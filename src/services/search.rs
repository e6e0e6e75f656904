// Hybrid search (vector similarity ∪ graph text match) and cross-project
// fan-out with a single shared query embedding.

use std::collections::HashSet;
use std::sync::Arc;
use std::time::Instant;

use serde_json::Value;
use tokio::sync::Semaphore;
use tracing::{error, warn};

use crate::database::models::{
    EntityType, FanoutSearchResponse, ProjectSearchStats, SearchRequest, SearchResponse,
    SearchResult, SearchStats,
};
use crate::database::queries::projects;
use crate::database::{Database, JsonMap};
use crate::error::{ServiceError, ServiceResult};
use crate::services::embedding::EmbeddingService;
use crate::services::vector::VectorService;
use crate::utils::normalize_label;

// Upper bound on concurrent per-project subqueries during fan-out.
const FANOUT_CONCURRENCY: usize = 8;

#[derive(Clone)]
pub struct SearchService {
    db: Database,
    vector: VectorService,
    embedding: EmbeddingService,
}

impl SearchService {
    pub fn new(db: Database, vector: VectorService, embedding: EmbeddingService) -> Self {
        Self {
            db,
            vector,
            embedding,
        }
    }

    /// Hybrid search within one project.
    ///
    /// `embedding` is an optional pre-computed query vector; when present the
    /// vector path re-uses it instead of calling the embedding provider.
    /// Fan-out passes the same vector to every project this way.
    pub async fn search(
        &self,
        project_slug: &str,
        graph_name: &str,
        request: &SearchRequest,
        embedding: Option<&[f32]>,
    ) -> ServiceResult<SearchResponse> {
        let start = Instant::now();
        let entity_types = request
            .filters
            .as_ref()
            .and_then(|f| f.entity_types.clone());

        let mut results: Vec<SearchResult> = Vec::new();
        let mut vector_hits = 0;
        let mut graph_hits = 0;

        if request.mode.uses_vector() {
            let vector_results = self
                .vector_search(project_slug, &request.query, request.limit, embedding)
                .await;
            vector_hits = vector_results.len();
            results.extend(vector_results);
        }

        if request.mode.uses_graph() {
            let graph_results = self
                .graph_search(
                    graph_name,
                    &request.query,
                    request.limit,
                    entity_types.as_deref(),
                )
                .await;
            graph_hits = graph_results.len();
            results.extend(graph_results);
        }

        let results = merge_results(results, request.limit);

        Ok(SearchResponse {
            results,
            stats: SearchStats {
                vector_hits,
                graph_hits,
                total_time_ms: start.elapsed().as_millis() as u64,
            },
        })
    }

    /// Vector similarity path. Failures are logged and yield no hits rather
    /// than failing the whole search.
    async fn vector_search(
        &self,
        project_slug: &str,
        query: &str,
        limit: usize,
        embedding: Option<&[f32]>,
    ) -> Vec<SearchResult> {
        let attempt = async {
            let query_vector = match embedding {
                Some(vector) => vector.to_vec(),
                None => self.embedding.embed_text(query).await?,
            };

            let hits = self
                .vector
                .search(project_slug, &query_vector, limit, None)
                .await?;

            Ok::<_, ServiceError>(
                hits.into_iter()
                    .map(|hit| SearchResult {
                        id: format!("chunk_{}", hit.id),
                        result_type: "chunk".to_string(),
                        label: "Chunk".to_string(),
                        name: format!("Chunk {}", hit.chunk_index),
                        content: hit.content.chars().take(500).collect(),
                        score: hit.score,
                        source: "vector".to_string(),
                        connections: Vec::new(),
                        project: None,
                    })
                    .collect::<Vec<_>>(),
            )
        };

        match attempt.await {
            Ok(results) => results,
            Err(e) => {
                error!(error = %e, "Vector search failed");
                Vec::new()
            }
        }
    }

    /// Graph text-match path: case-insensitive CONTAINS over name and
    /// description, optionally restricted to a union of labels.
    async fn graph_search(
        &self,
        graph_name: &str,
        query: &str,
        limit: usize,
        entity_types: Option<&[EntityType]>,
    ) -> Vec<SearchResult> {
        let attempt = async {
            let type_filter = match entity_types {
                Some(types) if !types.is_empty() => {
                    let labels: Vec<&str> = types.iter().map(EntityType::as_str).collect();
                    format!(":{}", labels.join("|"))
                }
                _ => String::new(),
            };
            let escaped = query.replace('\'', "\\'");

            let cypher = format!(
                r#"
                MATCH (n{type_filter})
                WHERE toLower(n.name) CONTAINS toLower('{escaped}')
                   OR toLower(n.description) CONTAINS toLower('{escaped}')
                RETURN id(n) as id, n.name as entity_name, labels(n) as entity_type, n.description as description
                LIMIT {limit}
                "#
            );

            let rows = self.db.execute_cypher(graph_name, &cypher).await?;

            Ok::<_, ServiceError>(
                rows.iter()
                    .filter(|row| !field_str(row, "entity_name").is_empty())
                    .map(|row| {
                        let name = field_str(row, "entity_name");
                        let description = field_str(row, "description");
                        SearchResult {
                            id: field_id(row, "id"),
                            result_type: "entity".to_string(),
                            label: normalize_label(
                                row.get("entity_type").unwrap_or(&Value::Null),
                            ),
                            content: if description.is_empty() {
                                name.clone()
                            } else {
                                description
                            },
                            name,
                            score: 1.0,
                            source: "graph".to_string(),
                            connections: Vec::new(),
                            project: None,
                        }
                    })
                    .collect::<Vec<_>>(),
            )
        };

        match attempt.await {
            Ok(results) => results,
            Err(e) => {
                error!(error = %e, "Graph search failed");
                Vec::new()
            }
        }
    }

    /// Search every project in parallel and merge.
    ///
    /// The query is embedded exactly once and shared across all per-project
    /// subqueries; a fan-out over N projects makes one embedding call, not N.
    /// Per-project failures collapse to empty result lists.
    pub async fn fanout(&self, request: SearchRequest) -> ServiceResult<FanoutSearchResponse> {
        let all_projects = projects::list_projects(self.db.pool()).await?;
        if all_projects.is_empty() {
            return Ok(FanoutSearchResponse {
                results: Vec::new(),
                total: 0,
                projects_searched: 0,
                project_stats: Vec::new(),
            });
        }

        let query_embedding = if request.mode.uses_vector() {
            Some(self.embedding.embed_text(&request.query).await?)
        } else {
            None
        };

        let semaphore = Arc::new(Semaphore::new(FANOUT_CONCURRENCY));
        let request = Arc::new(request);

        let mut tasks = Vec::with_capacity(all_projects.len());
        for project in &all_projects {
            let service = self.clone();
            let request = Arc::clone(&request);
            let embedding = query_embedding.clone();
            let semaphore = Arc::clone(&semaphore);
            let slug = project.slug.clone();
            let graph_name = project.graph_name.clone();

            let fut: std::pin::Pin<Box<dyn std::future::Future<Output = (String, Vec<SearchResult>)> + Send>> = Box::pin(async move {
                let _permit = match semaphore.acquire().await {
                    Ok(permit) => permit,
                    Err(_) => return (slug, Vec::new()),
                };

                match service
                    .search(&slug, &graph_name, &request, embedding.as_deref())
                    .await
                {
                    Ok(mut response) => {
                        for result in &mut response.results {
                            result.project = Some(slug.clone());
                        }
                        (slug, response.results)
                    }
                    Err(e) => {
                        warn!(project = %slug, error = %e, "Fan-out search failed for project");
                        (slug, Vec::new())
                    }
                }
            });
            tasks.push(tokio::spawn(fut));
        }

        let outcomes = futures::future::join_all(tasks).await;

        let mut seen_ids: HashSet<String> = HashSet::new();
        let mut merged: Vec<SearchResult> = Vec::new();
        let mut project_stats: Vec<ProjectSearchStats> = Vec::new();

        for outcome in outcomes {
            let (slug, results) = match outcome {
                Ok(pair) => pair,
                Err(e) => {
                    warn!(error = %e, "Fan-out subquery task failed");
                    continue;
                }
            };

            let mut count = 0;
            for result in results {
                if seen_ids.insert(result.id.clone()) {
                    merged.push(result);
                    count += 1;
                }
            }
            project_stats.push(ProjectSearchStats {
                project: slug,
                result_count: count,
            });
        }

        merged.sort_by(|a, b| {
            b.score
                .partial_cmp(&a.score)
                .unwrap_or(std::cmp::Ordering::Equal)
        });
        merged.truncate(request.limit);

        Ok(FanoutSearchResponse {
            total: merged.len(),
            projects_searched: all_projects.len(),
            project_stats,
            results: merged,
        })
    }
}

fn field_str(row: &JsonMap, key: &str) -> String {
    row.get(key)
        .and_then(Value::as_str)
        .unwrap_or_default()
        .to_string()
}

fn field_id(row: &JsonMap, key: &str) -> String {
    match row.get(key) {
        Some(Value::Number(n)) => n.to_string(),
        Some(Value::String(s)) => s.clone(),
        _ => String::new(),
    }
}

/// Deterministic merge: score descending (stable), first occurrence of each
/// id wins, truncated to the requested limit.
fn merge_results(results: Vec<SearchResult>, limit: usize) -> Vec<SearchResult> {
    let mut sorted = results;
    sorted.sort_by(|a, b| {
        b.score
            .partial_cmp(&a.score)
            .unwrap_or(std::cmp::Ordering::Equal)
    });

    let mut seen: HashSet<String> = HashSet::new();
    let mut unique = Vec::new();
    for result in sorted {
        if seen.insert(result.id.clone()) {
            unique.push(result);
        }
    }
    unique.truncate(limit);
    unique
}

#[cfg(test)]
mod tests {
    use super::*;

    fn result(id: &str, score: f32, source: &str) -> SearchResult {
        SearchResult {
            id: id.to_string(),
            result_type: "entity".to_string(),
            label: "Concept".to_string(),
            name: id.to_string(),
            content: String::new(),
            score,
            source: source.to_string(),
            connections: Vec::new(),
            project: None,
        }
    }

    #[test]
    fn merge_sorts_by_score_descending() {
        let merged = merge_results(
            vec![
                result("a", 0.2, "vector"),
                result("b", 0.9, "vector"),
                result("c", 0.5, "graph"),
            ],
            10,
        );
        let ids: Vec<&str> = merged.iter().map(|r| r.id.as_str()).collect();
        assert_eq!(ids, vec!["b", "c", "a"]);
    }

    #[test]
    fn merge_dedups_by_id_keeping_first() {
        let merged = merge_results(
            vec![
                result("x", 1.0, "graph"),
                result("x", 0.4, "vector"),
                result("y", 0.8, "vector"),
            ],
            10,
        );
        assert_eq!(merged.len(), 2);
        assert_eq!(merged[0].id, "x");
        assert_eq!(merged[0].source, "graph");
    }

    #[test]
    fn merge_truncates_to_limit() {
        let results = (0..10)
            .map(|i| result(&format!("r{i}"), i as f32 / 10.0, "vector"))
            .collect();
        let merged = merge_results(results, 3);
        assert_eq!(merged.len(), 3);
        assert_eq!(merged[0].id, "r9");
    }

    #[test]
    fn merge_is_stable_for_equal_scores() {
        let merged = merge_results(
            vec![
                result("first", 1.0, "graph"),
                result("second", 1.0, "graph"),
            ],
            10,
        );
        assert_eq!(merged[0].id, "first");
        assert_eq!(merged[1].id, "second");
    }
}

- - -

▸ **Action item**:
Could you please report how many lines of the listing above hold the word "connections"? Only the number is needed.

▸ **Response**:
3